**What the task requires:**
Each record should be given back exactly, with none missing.

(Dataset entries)
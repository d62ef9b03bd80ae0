use anyhow::Result;
use tracing::info;
use tracing_subscriber::EnvFilter;
use tracing_subscriber::layer::SubscriberExt;
use tracing_subscriber::util::SubscriberInitExt;

/// Installs the global tracing subscriber for one binary.
///
/// Log level comes from `RUST_LOG` with an `info` default so production
/// deployments never start at TRACE by accident.
pub fn init_observability(component: &str) -> Result<()> {
    let env_filter = EnvFilter::try_from_default_env().unwrap_or_else(|_| EnvFilter::new("info"));

    // Default `SystemTime` formatter prints RFC3339 in UTC (`...Z`).
    // Use local time so `TZ=Asia/Jakarta` shows `+07:00` in logs.
    let fmt_layer = tracing_subscriber::fmt::layer()
        .with_timer(tracing_subscriber::fmt::time::ChronoLocal::rfc_3339());

    tracing_subscriber::registry()
        .with(fmt_layer)
        .with(env_filter)
        .try_init()?;

    info!(component, "Tracing initialized");

    Ok(())
}
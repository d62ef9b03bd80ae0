use anyhow::{Context, Result};
use async_trait::async_trait;
use aws_sdk_s3::{
    error::{ProvideErrorMetadata, SdkError},
    operation::put_object::PutObjectError,
    primitives::ByteStream,
};
use uuid::Uuid;

use crate::domain::repositories::storage::ImageStorageClient;

use super::s3::{S3Config, build_s3_client};

#[derive(Debug, Clone)]
pub struct SupabaseStorageConfig {
    pub endpoint: String,
    pub region: String,
    pub bucket: String,
    pub access_key: String,
    pub secret_key: String,
    /// Project base URL, used to build the public URL of uploaded objects.
    pub public_base_url: String,
}

pub struct SupabaseStorageClient {
    client: aws_sdk_s3::Client,
    bucket: String,
    public_base_url: String,
}

impl SupabaseStorageClient {
    pub async fn new(config: SupabaseStorageConfig) -> Result<Self> {
        let client = build_s3_client(&S3Config {
            endpoint: config.endpoint,
            region: config.region,
            access_key: config.access_key,
            secret_key: config.secret_key,
            force_path_style: true,
            connect_timeout_secs: 10,
            read_timeout_secs: 60,
        })
        .await
        .context("failed to build Supabase s3 client")?;

        Ok(Self {
            client,
            bucket: config.bucket,
            public_base_url: config.public_base_url.trim_end_matches('/').to_string(),
        })
    }

    async fn put_public_object(
        &self,
        object_key: &str,
        bytes: Vec<u8>,
        content_type: &str,
    ) -> Result<String> {
        let body = ByteStream::from(bytes);

        self.client
            .put_object()
            .bucket(&self.bucket)
            .key(object_key)
            .body(body)
            .content_type(content_type)
            .send()
            .await
            .map_err(|err| map_put_object_error(err, &self.bucket, object_key))?;

        // The bucket is public; objects resolve through the Storage public
        // path without a signed URL.
        // https://supabase.com/docs/guides/storage/s3/compatibility
        Ok(format!(
            "{}/storage/v1/object/public/{}/{}",
            self.public_base_url, self.bucket, object_key
        ))
    }
}

fn extension_for(content_type: &str) -> &'static str {
    match content_type {
        "image/jpeg" => "jpg",
        "image/png" => "png",
        "image/webp" => "webp",
        "image/gif" => "gif",
        _ => "bin",
    }
}

#[async_trait]
impl ImageStorageClient for SupabaseStorageClient {
    async fn upload_payment_proof(
        &self,
        user_id: Uuid,
        bytes: Vec<u8>,
        content_type: &str,
    ) -> Result<String> {
        let object_key = format!(
            "payments/{}/{}.{}",
            user_id,
            Uuid::new_v4(),
            extension_for(content_type)
        );

        self.put_public_object(&object_key, bytes, content_type)
            .await
    }

    async fn upload_invoice_logo(
        &self,
        user_id: Uuid,
        bytes: Vec<u8>,
        content_type: &str,
    ) -> Result<String> {
        let object_key = format!(
            "logos/{}/{}.{}",
            user_id,
            Uuid::new_v4(),
            extension_for(content_type)
        );

        self.put_public_object(&object_key, bytes, content_type)
            .await
    }
}

fn map_put_object_error(
    err: SdkError<PutObjectError>,
    bucket: &str,
    object_key: &str,
) -> anyhow::Error {
    if let SdkError::ServiceError(service_err) = &err {
        let raw = service_err.raw();
        let status = raw.status().as_u16();
        let code = service_err.err().code().unwrap_or("unknown");
        let message = service_err.err().message().unwrap_or_default();
        let body = raw
            .body()
            .bytes()
            .map(|b| String::from_utf8_lossy(b).trim().to_owned())
            .filter(|b| !b.is_empty())
            .unwrap_or_default();

        let mut detail = format!(
            "failed to upload image to Supabase Storage (status {}, code {})",
            status, code
        );

        if !message.is_empty() {
            detail.push_str(&format!(": {}", message));
        }

        detail.push_str(&format!(" [bucket={}, key={}]", bucket, object_key));

        if !body.is_empty() {
            // Keep a short preview of the response body for debugging.
            let preview = body.chars().take(512).collect::<String>();
            detail.push_str(&format!("; body={}", preview));
        }

        return anyhow::anyhow!(detail);
    }

    anyhow::Error::new(err).context("failed to upload image to Supabase Storage")
}

#[cfg(test)]
mod tests {
    use super::*;
    use crate::domain::repositories::storage::ImageStorageClient;
    use anyhow::Result;
    use uuid::Uuid;

    #[test]
    fn extension_follows_content_type() {
        assert_eq!(extension_for("image/jpeg"), "jpg");
        assert_eq!(extension_for("image/png"), "png");
        assert_eq!(extension_for("image/webp"), "webp");
        assert_eq!(extension_for("application/octet-stream"), "bin");
    }

    fn load_supabase_config_from_env() -> SupabaseStorageConfig {
        dotenvy::dotenv().ok();

        let project_url =
            std::env::var("SUPABASE_PROJECT_URL").expect("SUPABASE_PROJECT_URL is required");
        let endpoint = std::env::var("SUPABASE_S3_ENDPOINT").unwrap_or_else(|_| {
            format!("{}/storage/v1/s3", project_url.trim_end_matches('/'))
        });

        SupabaseStorageConfig {
            endpoint,
            region: std::env::var("SUPABASE_S3_REGION").unwrap_or_else(|_| "us-east-1".into()),
            bucket: std::env::var("SUPABASE_UPLOADS_BUCKET").unwrap_or_else(|_| "uploads".into()),
            access_key: std::env::var("SUPABASE_S3_ACCESS_KEY")
                .expect("SUPABASE_S3_ACCESS_KEY is required"),
            secret_key: std::env::var("SUPABASE_S3_SECRET_KEY")
                .expect("SUPABASE_S3_SECRET_KEY is required"),
            public_base_url: project_url,
        }
    }

    // Manual check: export the Supabase S3 credentials, then run:
    // cargo test -p crates supabase_storage::tests::upload_payment_proof_image -- --ignored --nocapture
    #[tokio::test]
    #[ignore = "hits real Supabase Storage and needs credentials"]
    async fn upload_payment_proof_image() -> Result<()> {
        // Smallest valid JPEG-ish payload; Supabase does not sniff contents.
        let bytes = vec![0xFF, 0xD8, 0xFF, 0xE0, 0x00, 0x10];

        let client = SupabaseStorageClient::new(load_supabase_config_from_env()).await?;
        let public_url = client
            .upload_payment_proof(Uuid::new_v4(), bytes, "image/jpeg")
            .await?;
        println!("uploaded proof to {}", public_url);

        Ok(())
    }
}
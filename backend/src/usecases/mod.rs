pub mod admin;
pub mod invoices;
pub mod quota;
pub mod subscription_resolver;
pub mod subscriptions;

**Output:**
repository d62ef9b03bd80ae0
use anyhow::Result;
use tracing::info;
use tracing_subscriber::EnvFilter;
use tracing_subscriber::layer::SubscriberExt;
use tracing_subscriber::util::SubscriberInitExt;

/// Installs the global tracing subscriber for one binary.
///
/// Log level comes from `RUST_LOG` with an `info` default so production
/// deployments never start at TRACE by accident.
pub fn init_observability(component: &str) -> Result<()> {
    let env_filter = EnvFilter::try_from_default_env().unwrap_or_else(|_| EnvFilter::new("info"));

    // Default `SystemTime` formatter prints RFC3339 in UTC (`...Z`).
    // Use local time so `TZ=Asia/Jakarta` shows `+07:00` in logs.
    let fmt_layer = tracing_subscriber::fmt::layer()
        .with_timer(tracing_subscriber::fmt::time::ChronoLocal::rfc_3339());

    tracing_subscriber::registry()
        .with(fmt_layer)
        .with(env_filter)
        .try_init()?;

    info!(component, "Tracing initialized");

    Ok(())
}
repository d62ef9b03bd80ae0
use anyhow::{Context, Result};
use async_trait::async_trait;
use aws_sdk_s3::{
    error::{ProvideErrorMetadata, SdkError},
    operation::put_object::PutObjectError,
    primitives::ByteStream,
};
use uuid::Uuid;

use crate::domain::repositories::storage::ImageStorageClient;

use super::s3::{S3Config, build_s3_client};

#[derive(Debug, Clone)]
pub struct SupabaseStorageConfig {
    pub endpoint: String,
    pub region: String,
    pub bucket: String,
    pub access_key: String,
    pub secret_key: String,
    /// Project base URL, used to build the public URL of uploaded objects.
    pub public_base_url: String,
}

pub struct SupabaseStorageClient {
    client: aws_sdk_s3::Client,
    bucket: String,
    public_base_url: String,
}

impl SupabaseStorageClient {
    pub async fn new(config: SupabaseStorageConfig) -> Result<Self> {
        let client = build_s3_client(&S3Config {
            endpoint: config.endpoint,
            region: config.region,
            access_key: config.access_key,
            secret_key: config.secret_key,
            force_path_style: true,
            connect_timeout_secs: 10,
            read_timeout_secs: 60,
        })
        .await
        .context("failed to build Supabase s3 client")?;

        Ok(Self {
            client,
            bucket: config.bucket,
            public_base_url: config.public_base_url.trim_end_matches('/').to_string(),
        })
    }

    async fn put_public_object(
        &self,
        object_key: &str,
        bytes: Vec<u8>,
        content_type: &str,
    ) -> Result<String> {
        let body = ByteStream::from(bytes);

        self.client
            .put_object()
            .bucket(&self.bucket)
            .key(object_key)
            .body(body)
            .content_type(content_type)
            .send()
            .await
            .map_err(|err| map_put_object_error(err, &self.bucket, object_key))?;

        // The bucket is public; objects resolve through the Storage public
        // path without a signed URL.
        // https://supabase.com/docs/guides/storage/s3/compatibility
        Ok(format!(
            "{}/storage/v1/object/public/{}/{}",
            self.public_base_url, self.bucket, object_key
        ))
    }
}

fn extension_for(content_type: &str) -> &'static str {
    match content_type {
        "image/jpeg" => "jpg",
        "image/png" => "png",
        "image/webp" => "webp",
        "image/gif" => "gif",
        _ => "bin",
    }
}

#[async_trait]
impl ImageStorageClient for SupabaseStorageClient {
    async fn upload_payment_proof(
        &self,
        user_id: Uuid,
        bytes: Vec<u8>,
        content_type: &str,
    ) -> Result<String> {
        let object_key = format!(
            "payments/{}/{}.{}",
            user_id,
            Uuid::new_v4(),
            extension_for(content_type)
        );

        self.put_public_object(&object_key, bytes, content_type)
            .await
    }

    async fn upload_invoice_logo(
        &self,
        user_id: Uuid,
        bytes: Vec<u8>,
        content_type: &str,
    ) -> Result<String> {
        let object_key = format!(
            "logos/{}/{}.{}",
            user_id,
            Uuid::new_v4(),
            extension_for(content_type)
        );

        self.put_public_object(&object_key, bytes, content_type)
            .await
    }
}

fn map_put_object_error(
    err: SdkError<PutObjectError>,
    bucket: &str,
    object_key: &str,
) -> anyhow::Error {
    if let SdkError::ServiceError(service_err) = &err {
        let raw = service_err.raw();
        let status = raw.status().as_u16();
        let code = service_err.err().code().unwrap_or("unknown");
        let message = service_err.err().message().unwrap_or_default();
        let body = raw
            .body()
            .bytes()
            .map(|b| String::from_utf8_lossy(b).trim().to_owned())
            .filter(|b| !b.is_empty())
            .unwrap_or_default();

        let mut detail = format!(
            "failed to upload image to Supabase Storage (status {}, code {})",
            status, code
        );

        if !message.is_empty() {
            detail.push_str(&format!(": {}", message));
        }

        detail.push_str(&format!(" [bucket={}, key={}]", bucket, object_key));

        if !body.is_empty() {
            // Keep a short preview of the response body for debugging.
            let preview = body.chars().take(512).collect::<String>();
            detail.push_str(&format!("; body={}", preview));
        }

        return anyhow::anyhow!(detail);
    }

    anyhow::Error::new(err).context("failed to upload image to Supabase Storage")
}

#[cfg(test)]
mod tests {
    use super::*;
    use crate::domain::repositories::storage::ImageStorageClient;
    use anyhow::Result;
    use uuid::Uuid;

    #[test]
    fn extension_follows_content_type() {
        assert_eq!(extension_for("image/jpeg"), "jpg");
        assert_eq!(extension_for("image/png"), "png");
        assert_eq!(extension_for("image/webp"), "webp");
        assert_eq!(extension_for("application/octet-stream"), "bin");
    }

    fn load_supabase_config_from_env() -> SupabaseStorageConfig {
        dotenvy::dotenv().ok();

        let project_url =
            std::env::var("SUPABASE_PROJECT_URL").expect("SUPABASE_PROJECT_URL is required");
        let endpoint = std::env::var("SUPABASE_S3_ENDPOINT").unwrap_or_else(|_| {
            format!("{}/storage/v1/s3", project_url.trim_end_matches('/'))
        });

        SupabaseStorageConfig {
            endpoint,
            region: std::env::var("SUPABASE_S3_REGION").unwrap_or_else(|_| "us-east-1".into()),
            bucket: std::env::var("SUPABASE_UPLOADS_BUCKET").unwrap_or_else(|_| "uploads".into()),
            access_key: std::env::var("SUPABASE_S3_ACCESS_KEY")
                .expect("SUPABASE_S3_ACCESS_KEY is required"),
            secret_key: std::env::var("SUPABASE_S3_SECRET_KEY")
                .expect("SUPABASE_S3_SECRET_KEY is required"),
            public_base_url: project_url,
        }
    }

    // Manual check: export the Supabase S3 credentials, then run:
    // cargo test -p crates supabase_storage::tests::upload_payment_proof_image -- --ignored --nocapture
    #[tokio::test]
    #[ignore = "hits real Supabase Storage and needs credentials"]
    async fn upload_payment_proof_image() -> Result<()> {
        // Smallest valid JPEG-ish payload; Supabase does not sniff contents.
        let bytes = vec![0xFF, 0xD8, 0xFF, 0xE0, 0x00, 0x10];

        let client = SupabaseStorageClient::new(load_supabase_config_from_env()).await?;
        let public_url = client
            .upload_payment_proof(Uuid::new_v4(), bytes, "image/jpeg")
            .await?;
        println!("uploaded proof to {}", public_url);

        Ok(())
    }
}
filename backend/src/usecases/mod.rs
pub mod admin;
pub mod invoices;
pub mod quota;
pub mod subscription_resolver;
pub mod subscriptions;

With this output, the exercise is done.